Participants
For this cross-sectional study, data were collected in six municipalities in the Netherlands (Amsterdam, Utrecht, Alphen aan den Rijn, Heerlen, Berkelland, and Roerdalen) in September 2014. These municipalities were selected based on their differences in size, population density, and geographical location in the Netherlands (i.e., more central vs. more peripheral) to have sufficient variation in presence, type, and accessibility of sports facilities.
Eighteen thousand adults (3000 adults per municipality), aged 18–80 years old, were randomly selected from municipal population registers. An information letter was sent to the home addresses of these adults, in which they were invited to participate in an online survey on sports participation and the use of sports locations. The online survey was used to obtain data on sports participation characteristics, principal sports location, and the personal characteristics of the respondents. Adults were asked to fill in their main type of sport, that is, the sport in which they participated most frequently during the 12 months prior to the online survey. Subsequently, they were asked where that sports activity mostly occurred (e.g., a public space, a sports club, or a registered sports facility) and if they participated as member of a sports club individually or in an informal group.
In total, 1663 respondents completed the survey (9.2% response rate). Data of respondents who met the following characteristics were excluded for analyses: participation in an inactive form of sports (e.g., bridge) (N = 20), participation in sports at home (N = 40) or at non-official sports facilities (e.g., community centres) (N = 64), unknown or incomplete data with regard to the postal code of their home address (N = 236), and other socio demographical characteristics (N = 69).
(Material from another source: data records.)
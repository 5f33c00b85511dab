//! Server error types.

use thiserror::Error;

/// Errors raised while starting the server.
#[derive(Debug, Error)]
pub enum ServerError {
    /// The listen address could not be bound.
    #[error("failed to bind {addr}: {source}")]
    Bind {
        /// Requested `host:port`.
        addr: String,
        /// Underlying I/O error.
        source: std::io::Error,
    },
    /// The bound socket did not report a local address.
    #[error("failed to read local address: {0}")]
    LocalAddr(std::io::Error),
}
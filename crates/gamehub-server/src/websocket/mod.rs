//! WebSocket connection lifecycle and event fan-out.

pub mod broadcast;
pub mod connection;
pub mod registry;
pub mod session;

pub use broadcast::{BroadcastEngine, DispatchReport};
pub use connection::{ClientConnection, CloseRequest, ConnectionState, SendError};
pub use registry::ConnectionRegistry;
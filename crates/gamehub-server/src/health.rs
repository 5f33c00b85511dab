//! `/health` endpoint.

use chrono::{DateTime, Utc};
use gamehub_core::GlobalStats;
use serde::Serialize;

/// Health check response body.
#[derive(Debug, Clone, Serialize)]
pub struct HealthResponse {
    /// Always `"ok"` when the server is running.
    pub status: &'static str,
    /// Current number of open WebSocket connections.
    pub clients: usize,
    /// Milliseconds since the aggregator started.
    pub uptime: i64,
    /// Full counters snapshot.
    pub stats: GlobalStats,
}

/// Build a health response from live counters.
pub fn health_check(stats: GlobalStats, clients: usize, now: DateTime<Utc>) -> HealthResponse {
    HealthResponse {
        status: "ok",
        clients,
        uptime: stats.uptime_millis(now),
        stats,
    }
}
Adults who were unable to participate in sports due to disabilities (N = 21) or health constraints (N = 12) were also excluded. Complete data were available for 1201 adults, and these respondents were included in further analyses.
Measures
Sports participation at specific locations
Based on survey questions about sports participation (at least once per month vs. less than once a month), the sports location that was used most often for sports participation over the past month (i.e., a public open space, a sports club, or a sports facility) and sports club membership (yes or no), the independent variable ‘sports participation at specific locations’ was categorized in four groups: 1) no sports participation (i.e., no sports participation at all or less than once per month), 2) sports participation in public spaces, 3) sports participation as a member of a sports club, using sports club facilities, and 4) sports participation at indoor (private or public) sports facilities, without club membership, e.g., health centres/gyms and swimming pools. Sports participation in public spaces included both unorganized sports (e.g., individually, with a friend, or in a small informal group), and organized sports (e.g., in a running group but without club membership). The four different types of sports participation are further referred to as no sports participation, sports participation in public spaces, sports participation at sport clubs, and sports participation at sports facilities.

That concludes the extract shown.